Return, from the data that follows, each line that holds the word "tests".

START Dataset

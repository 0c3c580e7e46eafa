//! Canonical event schema
//!
//! Every raw record from any supported source normalizes into one `Event`.
//! The `id` is globally unique per source and is the primary key in the
//! store; redelivery of the same id must never create a duplicate row.

use serde::{Deserialize, Serialize};

/// A token identity: on-chain address plus display symbol.
#[derive(Debug, Clone, PartialEq, Serialize, Deserialize)]
pub struct TokenRef {
    pub address: String,
    pub symbol: String,
}

impl TokenRef {
    pub fn new(address: impl Into<String>, symbol: impl Into<String>) -> Self {
        Self {
            address: address.into(),
            symbol: symbol.into(),
        }
    }
}

/// Optional pool context attached to swap events when the upstream reports it.
#[derive(Debug, Clone, PartialEq, Serialize, Deserialize)]
pub struct PoolContext {
    pub token0_price: f64,
    pub token1_price: f64,
    pub liquidity: f64,
}

/// Type-specific payload of a canonical event.
///
/// Swap amounts are signed (sign indicates direction); mint/burn/flashloan
/// amounts are unsigned by convention.
#[derive(Debug, Clone, PartialEq, Serialize, Deserialize)]
#[serde(tag = "type", rename_all = "snake_case")]
pub enum EventKind {
    Swap {
        sender: String,
        recipient: String,
        token0: TokenRef,
        token1: TokenRef,
        amount0: f64,
        amount1: f64,
        pool: Option<PoolContext>,
    },
    Mint {
        sender: String,
        pool_id: String,
        token0: TokenRef,
        token1: TokenRef,
        amount0: f64,
        amount1: f64,
    },
    Burn {
        sender: String,
        pool_id: String,
        token0: TokenRef,
        token1: TokenRef,
        amount0: f64,
        amount1: f64,
    },
    Flashloan {
        initiator: String,
        token: TokenRef,
        amount: f64,
        fee: f64,
    },
}

/// One canonical swap/mint/burn/flashloan record.
///
/// `amount_usd` is `None` when the upstream did not report a USD value.
/// `Some(0.0)` means the upstream explicitly reported zero trade impact -
/// the two are never conflated.
#[derive(Debug, Clone, PartialEq, Serialize, Deserialize)]
pub struct Event {
    pub id: String,
    pub block_number: u64,
    pub timestamp: i64,
    pub amount_usd: Option<f64>,
    #[serde(flatten)]
    pub kind: EventKind,
}

impl Event {
    /// Stable type tag, used as the `event_type` column and as the
    /// instruction label recorded into program usage statistics.
    pub fn event_type(&self) -> &'static str {
        match self.kind {
            EventKind::Swap { .. } => "swap",
            EventKind::Mint { .. } => "mint",
            EventKind::Burn { .. } => "burn",
            EventKind::Flashloan { .. } => "flashloan",
        }
    }

    /// The originating program/contract address this event is attributed to.
    ///
    /// Subgraph records carry no invoking program id, so the closest on-chain
    /// contract address stands in: the pool for mint/burn, the recipient for
    /// swaps, the initiator for flashloans.
    pub fn origin(&self) -> &str {
        match &self.kind {
            EventKind::Swap { recipient, .. } => recipient,
            EventKind::Mint { pool_id, .. } => pool_id,
            EventKind::Burn { pool_id, .. } => pool_id,
            EventKind::Flashloan { initiator, .. } => initiator,
        }
    }

    /// Every address the classifier inspects: origin, counterparties and
    /// token/pool identifiers.
    pub fn referenced_addresses(&self) -> Vec<&str> {
        match &self.kind {
            EventKind::Swap {
                sender,
                recipient,
                token0,
                token1,
                ..
            } => vec![sender, recipient, &token0.address, &token1.address],
            EventKind::Mint {
                sender,
                pool_id,
                token0,
                token1,
                ..
            }
            | EventKind::Burn {
                sender,
                pool_id,
                token0,
                token1,
                ..
            } => vec![sender, pool_id, &token0.address, &token1.address],
            EventKind::Flashloan {
                initiator, token, ..
            } => vec![initiator, &token.address],
        }
    }
}
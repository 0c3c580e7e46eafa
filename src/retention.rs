//! Periodic retention sweep
//!
//! Events older than the configured horizon are archived (optionally) and
//! deleted on a fixed cadence. The sweep shares the store with the pollers
//! and runs inside one transaction per pass, so a concurrent replay of old
//! data either lands before the sweep or is swept by the next pass.

use crate::store::EventStore;
use std::sync::Arc;
use std::time::Duration;
use tokio::sync::{watch, Mutex};
use tokio::time::interval;

#[derive(Debug, Clone)]
pub struct RetentionPolicy {
    /// Events older than now minus this many seconds are swept.
    pub max_age_secs: i64,
    pub sweep_interval: Duration,
    pub archive: bool,
}

/// One sweep against the shared store, with the cutoff computed from the
/// wall clock at sweep time.
pub async fn sweep_once(store: &Arc<Mutex<EventStore>>, policy: &RetentionPolicy) {
    let cutoff = chrono::Utc::now().timestamp() - policy.max_age_secs;

    let mut store = store.lock().await;
    match store.apply_retention(cutoff, policy.archive) {
        Ok(report) => {
            log::debug!(
                "Retention pass: {} deleted, {} archived",
                report.deleted,
                report.archived
            );
        }
        Err(e) => {
            // Data stays put on failure; the next pass retries.
            log::warn!("Retention pass failed: {}", e);
        }
    }
}

/// Background task that sweeps until shutdown flips.
pub async fn retention_task(
    store: Arc<Mutex<EventStore>>,
    policy: RetentionPolicy,
    mut shutdown: watch::Receiver<bool>,
) {
    let mut timer = interval(policy.sweep_interval);
    // The first tick fires immediately; skip it so startup is not a sweep.
    timer.tick().await;

    loop {
        tokio::select! {
            _ = timer.tick() => {
                sweep_once(&store, &policy).await;
            }
            _ = shutdown.changed() => {
                if *shutdown.borrow() {
                    log::info!("🛑 Retention task stopped");
                    return;
                }
            }
        }
    }
}
/// One program invocation to fold into the durable usage counters.
#[derive(Debug, Clone)]
pub struct ProgramCall {
    pub program_id: String,
    pub venue: Option<String>,
    pub timestamp: i64,
    pub instruction: Option<String>,
}

/// Compact event row for reporting queries.
#[derive(Debug, Clone, PartialEq)]
pub struct EventSummary {
    pub id: String,
    pub block_number: u64,
    pub timestamp: i64,
    pub event_type: String,
    pub amount_usd: Option<f64>,
}

pub struct EventStore {
    conn: Connection,
}
//! Error types — domain error taxonomy for ufwguard.
//!
//! None of these errors should terminate the daemon: parse-level errors are
//! caught at the feature boundary (ingress vs. egress) and degrade that
//! feature to disabled, control-plane errors are caught per rule operation.
//! The reconciler is a long-running service and keeps consuming the event
//! stream regardless of any single container's policy or UFW hiccups.

/// Top-level ufwguard error.
#[derive(Debug, thiserror::Error)]
pub enum UfwGuardError {
    /// Configuration error
    #[error("config error: {0}")]
    Config(#[from] ConfigError),

    /// Label/policy parse error
    #[error("policy error: {0}")]
    Policy(#[from] PolicyError),

    /// Docker collaborator error
    #[error("docker error: {0}")]
    Docker(#[from] DockerError),

    /// UFW control-plane error
    #[error("control plane error: {0}")]
    ControlPlane(#[from] ControlPlaneError),

    /// I/O error
    #[error("io error: {0}")]
    Io(#[from] std::io::Error),
}

/// Configuration errors.
#[derive(Debug, thiserror::Error)]
pub enum ConfigError {
    /// Config file missing
    #[error("config file not found: {path}")]
    FileNotFound {
        /// Path that was looked up
        path: String,
    },

    /// TOML parse failure
    #[error("failed to parse config: {reason}")]
    ParseFailed {
        /// Parser diagnostic
        reason: String,
    },

    /// Semantically invalid value
    #[error("invalid config value for '{field}': {reason}")]
    InvalidValue {
        /// Field name
        field: String,
        /// Why it was rejected
        reason: String,
    },
}

/// Label parsing and selector validation errors.
///
/// These are always caught at the feature boundary: a failing label disables
/// its feature for that container and never aborts other labels.
#[derive(Debug, thiserror::Error)]
pub enum PolicyError {
    /// Port/protocol suffix does not match the `port[/proto]` grammar.
    #[error("invalid port spec '{value}' (expected e.g. '80', '80/tcp', or 'udp')")]
    InvalidPort {
        /// Offending raw value
        value: String,
    },

    /// Item is neither an IP, a CIDR, `any`, nor a valid hostname.
    #[error("invalid selector '{value}'")]
    InvalidSelector {
        /// Offending raw value
        value: String,
    },

    /// Destination host is neither a literal network nor a syntactically
    /// valid hostname.
    #[error("invalid hostname '{value}'")]
    InvalidHostname {
        /// Offending raw value
        value: String,
    },

    /// Hostname resolved to zero addresses (non-fatal; the selector simply
    /// contributes no rules).
    #[error("hostname '{host}' resolved to no addresses")]
    ResolutionEmpty {
        /// Hostname that was looked up
        host: String,
    },
}

/// Docker collaborator errors.
#[derive(Debug, thiserror::Error)]
pub enum DockerError {
    /// Socket connection failure
    #[error("docker connection error: {0}")]
    Connection(String),

    /// API call failure
    #[error("docker api error: {0}")]
    Api(String),

    /// Container disappeared between the event and the lookup (non-fatal;
    /// the event is ignored, racing fast-exiting containers is expected).
    #[error("container vanished: {0}")]
    ContainerVanished(String),
}

/// UFW control-plane errors, one per adapter operation.
#[derive(Debug, thiserror::Error)]
pub enum ControlPlaneError {
    /// `apply` failed
    #[error("failed to apply rule ({rule}): {reason}")]
    ApplyFailed {
        /// Rendered rule text
        rule: String,
        /// Failure detail
        reason: String,
    },

    /// `delete` failed
    #[error("failed to delete rule {number}: {reason}")]
    DeleteFailed {
        /// Control-plane rule number
        number: u32,
        /// Failure detail
        reason: String,
    },

    /// Rule-table query failed
    #[error("failed to query rule table: {reason}")]
    QueryFailed {
        /// Failure detail
        reason: String,
    },

    /// Invocation exceeded its bounded timeout. Treated as a failure for
    /// that operation; never retried.
    #[error("ufw invocation timed out after {secs}s")]
    Timeout {
        /// Configured timeout
        secs: u64,
    },
}
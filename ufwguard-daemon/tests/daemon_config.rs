//! Daemon configuration wiring tests.
//!
//! Exercises the same load path main() uses: a config file named on the
//! command line, with CLI flags taking precedence over file values.

use clap::Parser;

use ufwguard_core::config::UfwGuardConfig;
use ufwguard_daemon::cli::DaemonCli;

#[tokio::test]
async fn loads_config_from_cli_path() {
    let dir = tempfile::tempdir().unwrap();
    let path = dir.path().join("ufwguard.toml");
    tokio::fs::write(
        &path,
        "[docker]\nsocket = \"/run/user/1000/docker.sock\"\nreconnect_delay_secs = 2\n",
    )
    .await
    .unwrap();

    let cli =
        DaemonCli::try_parse_from(["ufwguard-daemon", "--config", path.to_str().unwrap()])
            .unwrap();
    let config = UfwGuardConfig::load(&cli.config).await.unwrap();

    assert_eq!(config.docker.socket, "/run/user/1000/docker.sock");
    assert_eq!(config.docker.reconnect_delay_secs, 2);
    // Untouched sections keep defaults.
    assert!(config.ufw.use_sudo);
}

#[tokio::test]
async fn cli_flags_beat_file_values() {
    let dir = tempfile::tempdir().unwrap();
    let path = dir.path().join("ufwguard.toml");
    tokio::fs::write(&path, "[general]\nlog_level = \"info\"\nlog_format = \"json\"\n")
        .await
        .unwrap();

    let cli = DaemonCli::try_parse_from([
        "ufwguard-daemon",
        "--config",
        path.to_str().unwrap(),
        "--log-level",
        "debug",
        "--log-format",
        "pretty",
    ])
    .unwrap();

    let mut config = UfwGuardConfig::load(&cli.config).await.unwrap();
    if let Some(level) = cli.log_level {
        config.general.log_level = level;
    }
    if let Some(format) = cli.log_format {
        config.general.log_format = format;
    }
    config.validate().unwrap();

    assert_eq!(config.general.log_level, "debug");
    assert_eq!(config.general.log_format, "pretty");
}

#[tokio::test]
async fn missing_config_file_fails_load() {
    let cli = DaemonCli::try_parse_from([
        "ufwguard-daemon",
        "--config",
        "/nonexistent/ufwguard.toml",
    ])
    .unwrap();
    assert!(UfwGuardConfig::load(&cli.config).await.is_err());
}

#[tokio::test]
async fn invalid_cli_override_fails_validation() {
    let dir = tempfile::tempdir().unwrap();
    let path = dir.path().join("ufwguard.toml");
    tokio::fs::write(&path, "").await.unwrap();

    let cli = DaemonCli::try_parse_from([
        "ufwguard-daemon",
        "--config",
        path.to_str().unwrap(),
        "--log-level",
        "loud",
    ])
    .unwrap();

    let mut config = UfwGuardConfig::load(&cli.config).await.unwrap();
    if let Some(level) = cli.log_level {
        config.general.log_level = level;
    }
    assert!(config.validate().is_err());
}
//! Logging initialization for ufwguard-daemon.
//!
//! Configures `tracing-subscriber` based on the `[general]` section of
//! `UfwGuardConfig`. Supports JSON structured logging and human-readable
//! pretty format.

use anyhow::Result;
use tracing_subscriber::EnvFilter;
use tracing_subscriber::layer::SubscriberExt;
use tracing_subscriber::util::SubscriberInitExt;

use ufwguard_core::config::GeneralConfig;

/// Initialize the global tracing subscriber.
///
/// Must be called exactly once, before any tracing macros are used.
/// `RUST_LOG` takes precedence over the configured log level.
pub fn init_tracing(config: &GeneralConfig) -> Result<()> {
    let env_filter =
        EnvFilter::try_from_default_env().unwrap_or_else(|_| EnvFilter::new(&config.log_level));

    match config.log_format.as_str() {
        "json" => {
            tracing_subscriber::registry()
                .with(env_filter)
                .with(tracing_subscriber::fmt::layer().json())
                .try_init()
                .map_err(|e| {
                    anyhow::anyhow!("failed to initialize JSON tracing subscriber: {}", e)
                })?;
        }
        "pretty" => {
            tracing_subscriber::registry()
                .with(env_filter)
                .with(tracing_subscriber::fmt::layer().pretty())
                .try_init()
                .map_err(|e| {
                    anyhow::anyhow!("failed to initialize pretty tracing subscriber: {}", e)
                })?;
        }
        _ => {
            return Err(anyhow::anyhow!(
                "unknown log format '{}', expected 'json' or 'pretty'",
                config.log_format
            ));
        }
    }

    Ok(())
}

#[cfg(test)]
mod tests {
    use super::*;

    #[test]
    fn unknown_format_is_rejected_without_initializing() {
        let config = GeneralConfig {
            log_level: "info".to_owned(),
            log_format: "xml".to_owned(),
        };
        let result = init_tracing(&config);
        assert!(result.is_err());
        assert!(result.unwrap_err().to_string().contains("unknown log format"));
    }
}
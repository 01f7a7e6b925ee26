//! Selector parsing — label strings to structured network selectors.
//!
//! Everything here is pure string processing: literal networks, the `any`
//! wildcard, `port[/proto]` suffixes, and syntactic hostname validation
//! (regex only, no network I/O). Hostname *resolution* lives in
//! [`resolver`](crate::resolver).

use std::net::IpAddr;
use std::sync::LazyLock;

use ipnetwork::IpNetwork;
use regex::Regex;

use ufwguard_core::error::PolicyError;
use ufwguard_core::types::{Net, Protocol};

/// `port[/proto]` grammar: bare digits, digits/proto, or bare proto.
static PORT_RE: LazyLock<Regex> = LazyLock::new(|| {
    Regex::new(r"^(?:([0-9]{1,5})(?:/(tcp|udp))?|(tcp|udp))$").expect("port grammar regex")
});

/// One dot-separated hostname label: 1-63 chars of letters, digits,
/// hyphen, underscore; must not start or end with a hyphen.
static HOST_LABEL_RE: LazyLock<Regex> = LazyLock::new(|| {
    Regex::new(r"^[A-Za-z0-9_](?:[A-Za-z0-9_-]{0,61}[A-Za-z0-9_])?$").expect("host label regex")
});

/// Maximum total hostname length.
const MAX_HOSTNAME_LEN: usize = 255;

/// Host half of a destination selector: either a concrete network or a
/// hostname still to be resolved.
#[derive(Debug, Clone, PartialEq, Eq)]
pub enum HostSelector {
    /// Literal network (`any`, IP, or CIDR).
    Net(Net),
    /// Syntactically valid hostname; resolved at policy-compile time.
    Hostname(String),
}

/// One parsed `host[:port[/proto]]` destination entry.
#[derive(Debug, Clone, PartialEq, Eq)]
pub struct DestSelector {
    /// Destination host pattern.
    pub host: HostSelector,
    /// Destination port, if given.
    pub port: Option<u16>,
    /// Transport protocol, if given.
    pub proto: Option<Protocol>,
}

/// Parses a `port[/proto]` string.
///
/// Grammar: empty -> `(None, None)`; `tcp`/`udp` -> `(None, proto)`;
/// `1..=65535` digits -> `(port, None)`; `digits/proto` -> both. Anything
/// else — including `"/tcp"`, `"80/"`, `"80/ftp"`, `"0"`, or `"70000"` —
/// is [`PolicyError::InvalidPort`].
pub fn parse_port(raw: &str) -> Result<(Option<u16>, Option<Protocol>), PolicyError> {
    if raw.is_empty() {
        return Ok((None, None));
    }

    let invalid = || PolicyError::InvalidPort {
        value: raw.to_owned(),
    };
    let caps = PORT_RE.captures(raw).ok_or_else(invalid)?;

    if let Some(proto) = caps.get(3) {
        return Ok((None, Protocol::parse(proto.as_str())));
    }

    let digits = caps.get(1).ok_or_else(invalid)?;
    let port: u32 = digits.as_str().parse().map_err(|_| invalid())?;
    if !(1..=65535).contains(&port) {
        return Err(invalid());
    }
    // port fits in u16 after the range check
    let port = port as u16;

    let proto = caps.get(2).and_then(|m| Protocol::parse(m.as_str()));
    Ok((Some(port), proto))
}

/// Checks whether a string is a syntactically valid hostname.
///
/// Rules: at most 255 chars total; dot-separated labels of 1-63 chars from
/// `[A-Za-z0-9_-]`, not starting or ending with a hyphen; empty labels are
/// invalid; the last label must not be all digits (that shape is an
/// address, not a name).
pub fn validate_hostname(raw: &str) -> bool {
    if raw.is_empty() || raw.len() > MAX_HOSTNAME_LEN {
        return false;
    }

    let labels: Vec<&str> = raw.split('.').collect();
    if !labels.iter().all(|label| HOST_LABEL_RE.is_match(label)) {
        return false;
    }

    let last = labels[labels.len() - 1];
    !last.chars().all(|c| c.is_ascii_digit())
}

/// Parses a literal network: the `any` wildcard (case-insensitive), a bare
/// IP address, or a CIDR subnet. Hostnames are rejected here.
pub fn parse_net(raw: &str) -> Result<Net, PolicyError> {
    if raw.eq_ignore_ascii_case("any") {
        return Ok(Net::Any);
    }
    if let Ok(addr) = raw.parse::<IpAddr>() {
        return Ok(Net::Host(addr));
    }
    if let Ok(net) = raw.parse::<IpNetwork>() {
        return Ok(Net::Subnet(net));
    }
    Err(PolicyError::InvalidSelector {
        value: raw.to_owned(),
    })
}

/// Parses a `;`-separated ingress source list (IP/CIDR/`any` only).
///
/// Empty items (trailing `;`) are skipped. The first invalid item fails
/// the whole list — the caller disables ingress for that container rather
/// than applying a partial source list.
pub fn parse_source_list(raw: &str) -> Result<Vec<Net>, PolicyError> {
    raw.split(';')
        .map(str::trim)
        .filter(|item| !item.is_empty())
        .map(parse_net)
        .collect()
}

/// Parses a `;`-separated `host[:port[/proto]]` destination list.
///
/// Each item is split once on `:`; the host part must be a literal network
/// or a syntactically valid hostname. The first invalid item fails the
/// whole list.
pub fn parse_destination_list(raw: &str) -> Result<Vec<DestSelector>, PolicyError> {
    raw.split(';')
        .map(str::trim)
        .filter(|item| !item.is_empty())
        .map(parse_destination)
        .collect()
}

fn parse_destination(item: &str) -> Result<DestSelector, PolicyError> {
    let (host_raw, port_raw) = match item.split_once(':') {
        Some((host, port)) => (host, port),
        None => (item, ""),
    };

    let (port, proto) = parse_port(port_raw)?;

    let host = match parse_net(host_raw) {
        Ok(net) => HostSelector::Net(net),
        Err(_) if validate_hostname(host_raw) => HostSelector::Hostname(host_raw.to_owned()),
        Err(_) => {
            return Err(PolicyError::InvalidHostname {
                value: host_raw.to_owned(),
            });
        }
    };

    Ok(DestSelector { host, port, proto })
}
//! CLI argument definitions for ufwguard-daemon.
//!
//! Uses `clap` v4 derive macros to parse command-line arguments.

use std::path::PathBuf;

use clap::Parser;

/// Label-driven UFW firewall management for Docker containers.
///
/// Watches the Docker event stream and applies/removes UFW rules as
/// containers labelled `UFW_MANAGED=true` start and stop.
#[derive(Parser, Debug)]
#[command(name = "ufwguard-daemon")]
#[command(version, about, long_about = None)]
pub struct DaemonCli {
    /// Path to ufwguard.toml configuration file.
    #[arg(short, long, default_value = "/etc/ufwguard/ufwguard.toml")]
    pub config: PathBuf,

    /// Override log level (trace, debug, info, warn, error).
    ///
    /// Takes precedence over the config file and environment variables.
    #[arg(long)]
    pub log_level: Option<String>,

    /// Override log format (json, pretty).
    ///
    /// Takes precedence over the config file and environment variables.
    #[arg(long)]
    pub log_format: Option<String>,

    /// Validate configuration file and exit without starting the daemon.
    #[arg(long)]
    pub validate: bool,
}

#[cfg(test)]
mod tests {
    use super::*;

    #[test]
    fn defaults() {
        let cli = DaemonCli::try_parse_from(["ufwguard-daemon"]).unwrap();
        assert_eq!(cli.config, PathBuf::from("/etc/ufwguard/ufwguard.toml"));
        assert!(cli.log_level.is_none());
        assert!(cli.log_format.is_none());
        assert!(!cli.validate);
    }

    #[test]
    fn overrides_and_validate_flag() {
        let cli = DaemonCli::try_parse_from([
            "ufwguard-daemon",
            "--config",
            "/tmp/custom.toml",
            "--log-level",
            "debug",
            "--log-format",
            "json",
            "--validate",
        ])
        .unwrap();
        assert_eq!(cli.config, PathBuf::from("/tmp/custom.toml"));
        assert_eq!(cli.log_level.as_deref(), Some("debug"));
        assert_eq!(cli.log_format.as_deref(), Some("json"));
        assert!(cli.validate);
    }

    #[test]
    fn rejects_unknown_flag() {
        assert!(DaemonCli::try_parse_from(["ufwguard-daemon", "--bogus"]).is_err());
    }
}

END Dataset

Task result:
filename ufwguard-daemon/tests/daemon_config.rs
//! Daemon configuration wiring tests.
mod tests {
mod tests {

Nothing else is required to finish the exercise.